Putting this function into equation $(1)$ leads to the solution : $\quad y-\sqrt{U}=0\quad\implies\quad U(x,y)=y^2$

So, the solution satisfying the PDE and the boundary condition is a function of $y$ only : $$U(x,y)=y^2$$

Final checking :

$U_x=0$ and $U_y=2y\quad;\quad U_x+\frac{x}{\sqrt{U}}U_y=0+\frac{x}{y}2y=2x\quad$ is OK.

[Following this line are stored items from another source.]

//! Integration test: config load, CSV ingest, full feature matrix pipeline.

use insider_features::{
    config::PipelineConfig,
    features::{stats, FeaturePipeline, MODEL_COLUMNS},
    ingest::{load_trade_csvs, RawTable},
    table::{names, Frame},
    FeatureError, SchemaError,
};
use rand::{rngs::StdRng, seq::SliceRandom, SeedableRng};
use std::collections::BTreeMap;
use std::fs;
use std::path::Path;

const HEADER: &str = "Ticker,Date,Transaction,Shares,Price,Insider,Relationship,Remarks";

fn write_csv(dir: &Path, name: &str, lines: &[String]) {
    let mut body = String::from(HEADER);
    body.push('\n');
    for l in lines {
        body.push_str(l);
        body.push('\n');
    }
    fs::write(dir.join(name), body).unwrap();
}

fn pipeline_for(dir: &Path) -> FeaturePipeline {
    let config = PipelineConfig {
        data_dir: dir.to_path_buf(),
        ..PipelineConfig::default()
    };
    FeaturePipeline::new(config)
}

/// Three tickers, unique (ticker, date) pairs, irregular spacing, three insiders.
fn synthetic_lines() -> Vec<String> {
    let mut lines = Vec::new();
    for (t, ticker) in ["AAA", "BBB", "CCC"].iter().enumerate() {
        let mut day = 1u32;
        for i in 0..25u32 {
            day += 1 + (i * 7 + t as u32) % 5;
            let date = chrono::NaiveDate::from_ymd_opt(2023, 1, 1).unwrap() + chrono::Duration::days(day as i64);
            let kind = if i % 3 == 0 { "Sale" } else { "Buy" };
            let shares = 100 + (i * 37 + t as u32 * 11) % 400;
            let price = 10.0 + ((i * 13) % 7) as f64;
            let insider = ["alice", "bob", "carol"][(i as usize + t) % 3];
            lines.push(format!("{ticker},{date},{kind},{shares},{price},{insider},Director,note {i}"));
        }
    }
    lines
}

fn f64_col(f: &Frame, name: &str) -> Vec<Option<f64>> {
    f.float64(name).unwrap().to_vec()
}

#[test]
fn config_load_default() {
    let c = PipelineConfig::load(Path::new("nonexistent.json"));
    assert_eq!(c.data_dir, Path::new("data/processed"));
    assert!(c.log.json);
    assert!(!c.normalize.date_formats.is_empty());
}

#[test]
fn config_load_partial_file_keeps_defaults() {
    let dir = tempfile::tempdir().unwrap();
    let path = dir.path().join("config.json");
    fs::write(&path, r#"{"data_dir": "/tmp/trades", "log": {"level": "debug"}}"#).unwrap();
    let c = PipelineConfig::load(&path);
    assert_eq!(c.data_dir, Path::new("/tmp/trades"));
    assert_eq!(c.log.level, "debug");
    assert!(c.log.json);
}

#[test]
fn config_load_unreadable_path_uses_defaults() {
    // a directory exists but cannot be read as a file
    let dir = tempfile::tempdir().unwrap();
    let c = PipelineConfig::load(dir.path());
    assert_eq!(c.data_dir, Path::new("data/processed"));
    assert_eq!(c.log.level, "info");
}

#[test]
fn missing_directory_gives_empty_matrix() {
    let dir = tempfile::tempdir().unwrap();
    let matrix = pipeline_for(&dir.path().join("nope")).build_feature_matrix().unwrap();
    assert!(matrix.is_empty());
    assert_eq!(matrix.width(), 0);
}

#[test]
fn empty_input_short_circuits() {
    let pipeline = pipeline_for(Path::new("unused"));
    assert!(pipeline.run(&RawTable::default()).unwrap().is_empty());

    // every row filtered out by normalization
    let dir = tempfile::tempdir().unwrap();
    write_csv(dir.path(), "a.csv", &["AAA,2024-01-02,Gift,10,1,alice,CEO,".to_string()]);
    let matrix = pipeline_for(dir.path()).build_feature_matrix().unwrap();
    assert!(matrix.is_empty());
}

#[test]
fn missing_ticker_column_is_schema_error() {
    let dir = tempfile::tempdir().unwrap();
    fs::write(dir.path().join("a.csv"), "Date,Transaction,Shares,Price\n2024-01-02,Buy,1,1\n").unwrap();
    let err = pipeline_for(dir.path()).build_feature_matrix().unwrap_err();
    assert!(matches!(
        err,
        FeatureError::Schema(SchemaError::MissingColumn(ref c)) if c == "ticker"
    ));
}

#[test]
fn gap_sequence_and_pruned_columns() {
    let dir = tempfile::tempdir().unwrap();
    write_csv(
        dir.path(),
        "trades.csv",
        &[
            "X,2024-01-10,Buy,10,5,A,CEO,".to_string(),
            "X,2024-01-05,Sale,20,5,B,CFO,".to_string(),
            "X,2024-01-01,Buy,30,5,A,CEO,late filing".to_string(),
            "X,2024-01-03,Buy,40,5,A,CEO,".to_string(),
        ],
    );
    let matrix = pipeline_for(dir.path()).build_feature_matrix().unwrap();
    assert_eq!(matrix.height(), 4);
    for dropped in [names::ACTOR_ID, names::RELATIONSHIP, names::REMARKS] {
        assert!(!matrix.has_column(dropped), "{dropped} should be pruned");
    }
    for kept in [names::INSIDER_ROLE, names::IS_BUY, names::UNUSUAL_VOLUME, names::WEEKDAY] {
        assert!(matrix.has_column(kept), "{kept} should be present");
    }

    // actor A's rows come first (days 1, 3, 10), then B's single trade
    let days = matrix.int64(names::DAY).unwrap().to_vec();
    assert_eq!(days, vec![Some(1), Some(3), Some(10), Some(5)]);
    assert_eq!(
        f64_col(&matrix, names::DAYS_SINCE_LAST_TRADE),
        vec![None, Some(2.0), Some(7.0), None]
    );
    let roles: Vec<_> = matrix.utf8(names::INSIDER_ROLE).unwrap().iter().flatten().cloned().collect();
    assert_eq!(roles, vec!["CEO", "CEO", "CEO", "CFO"]);
}

#[test]
fn union_of_columns_across_files() {
    let dir = tempfile::tempdir().unwrap();
    write_csv(dir.path(), "a.csv", &["AAA,2024-01-02,Buy,10,1,alice,CEO,".to_string()]);
    fs::write(
        dir.path().join("b.csv"),
        "ticker,date,transaction,shares,price\nAAA,2024-01-04,Sell,10,3\n",
    )
    .unwrap();
    let raw = load_trade_csvs(dir.path()).unwrap();
    assert_eq!(raw.len(), 2);
    let matrix = pipeline_for(dir.path()).run(&raw).unwrap();
    assert_eq!(matrix.height(), 2);
    // second file has no insider: it sorts after alice and has no gap
    assert_eq!(f64_col(&matrix, names::DAYS_SINCE_LAST_TRADE), vec![None, None]);
    assert_eq!(f64_col(&matrix, names::TRADE_VALUE_7D_MEAN), vec![Some(10.0), Some(20.0)]);
}

#[test]
fn output_is_independent_of_input_row_order() {
    let lines = synthetic_lines();
    let dir = tempfile::tempdir().unwrap();
    write_csv(dir.path(), "a.csv", &lines);
    let reference = pipeline_for(dir.path()).build_feature_matrix().unwrap();
    assert_eq!(reference.height(), lines.len());

    let mut rng = StdRng::seed_from_u64(7);
    for round in 0..3 {
        let mut shuffled = lines.clone();
        shuffled.shuffle(&mut rng);
        let dir = tempfile::tempdir().unwrap();
        // split across two files as well
        let (left, right) = shuffled.split_at(shuffled.len() / 2);
        write_csv(dir.path(), "a.csv", left);
        write_csv(dir.path(), "b.csv", right);
        let matrix = pipeline_for(dir.path()).build_feature_matrix().unwrap();
        assert_eq!(matrix.fingerprint(), reference.fingerprint(), "round {round}");
    }
}

#[test]
fn rank_and_flag_properties_hold_per_ticker() {
    let dir = tempfile::tempdir().unwrap();
    write_csv(dir.path(), "a.csv", &synthetic_lines());
    let matrix = pipeline_for(dir.path()).build_feature_matrix().unwrap();

    let tickers = matrix.utf8(names::ENTITY_ID).unwrap();
    let values = matrix.float64(names::TRADE_VALUE).unwrap();
    let ranks = matrix.float64(names::TRADE_VALUE_PCT_RANK).unwrap();
    let flags = matrix.int64(names::UNUSUAL_VOLUME).unwrap();
    let zscores = matrix.float64(names::TRADE_VALUE_ZSCORE).unwrap();

    let mut groups: BTreeMap<&str, Vec<usize>> = BTreeMap::new();
    for (row, t) in tickers.iter().enumerate() {
        groups.entry(t.as_deref().unwrap()).or_default().push(row);
    }
    assert_eq!(groups.len(), 3);

    for rows in groups.values() {
        let group_values: Vec<f64> = rows.iter().map(|&r| values[r].unwrap()).collect();
        let threshold = stats::quantile_linear(&group_values, 0.95).unwrap();
        let max = group_values.iter().cloned().fold(f64::MIN, f64::max);
        let max_count = group_values.iter().filter(|v| **v == max).count();
        for &r in rows {
            let rank = ranks[r].unwrap();
            assert!(rank > 0.0 && rank <= 1.0);
            if values[r] == Some(max) && max_count == 1 {
                assert_eq!(rank, 1.0);
            }
            assert_eq!(flags[r], Some(i64::from(values[r].unwrap() > threshold)));
            if let Some(z) = zscores[r] {
                assert!(z.is_finite());
            }
        }
    }
}

#[test]
fn model_input_matches_matrix_shape() {
    let dir = tempfile::tempdir().unwrap();
    write_csv(dir.path(), "a.csv", &synthetic_lines());
    let matrix = pipeline_for(dir.path()).build_feature_matrix().unwrap();
    let x = FeaturePipeline::model_input(&matrix).unwrap();
    assert_eq!(x.shape(), &[matrix.height(), MODEL_COLUMNS.len()]);

    let empty = FeaturePipeline::model_input(&Frame::empty()).unwrap();
    assert_eq!(empty.shape(), &[0, MODEL_COLUMNS.len()]);
}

and the condition $U(x,0)=0^2=0\quad$ is satisfied.

NOTE IN ADDITION :

Another approach to answer to the question : $$ \frac{\partial{U}}{\partial{x}} + \frac{x}{\sqrt{U}}\frac{\partial{U}}{\partial{y}} = 2x $$ The change of function and variable : $\quad\begin{cases}X=x^2\\ \sqrt{U(x,y)}=V(X,y) \end{cases}\quad$ leads to : $$ V\frac{\partial{V}}{\partial{X}} + \frac{\partial{V}}{\partial{y}} = 1 $$ This a well-known Burger's equation with inhomogeneous RHS. The literature is extensive about these kind of equations, as well as a lot of questions in StackExchange. For example : Confused about Burger's Equation with an inhomogeneous RHS I hope that studying this topic of Burger's equations with examples will clarify and make you aware that there is no contradiction.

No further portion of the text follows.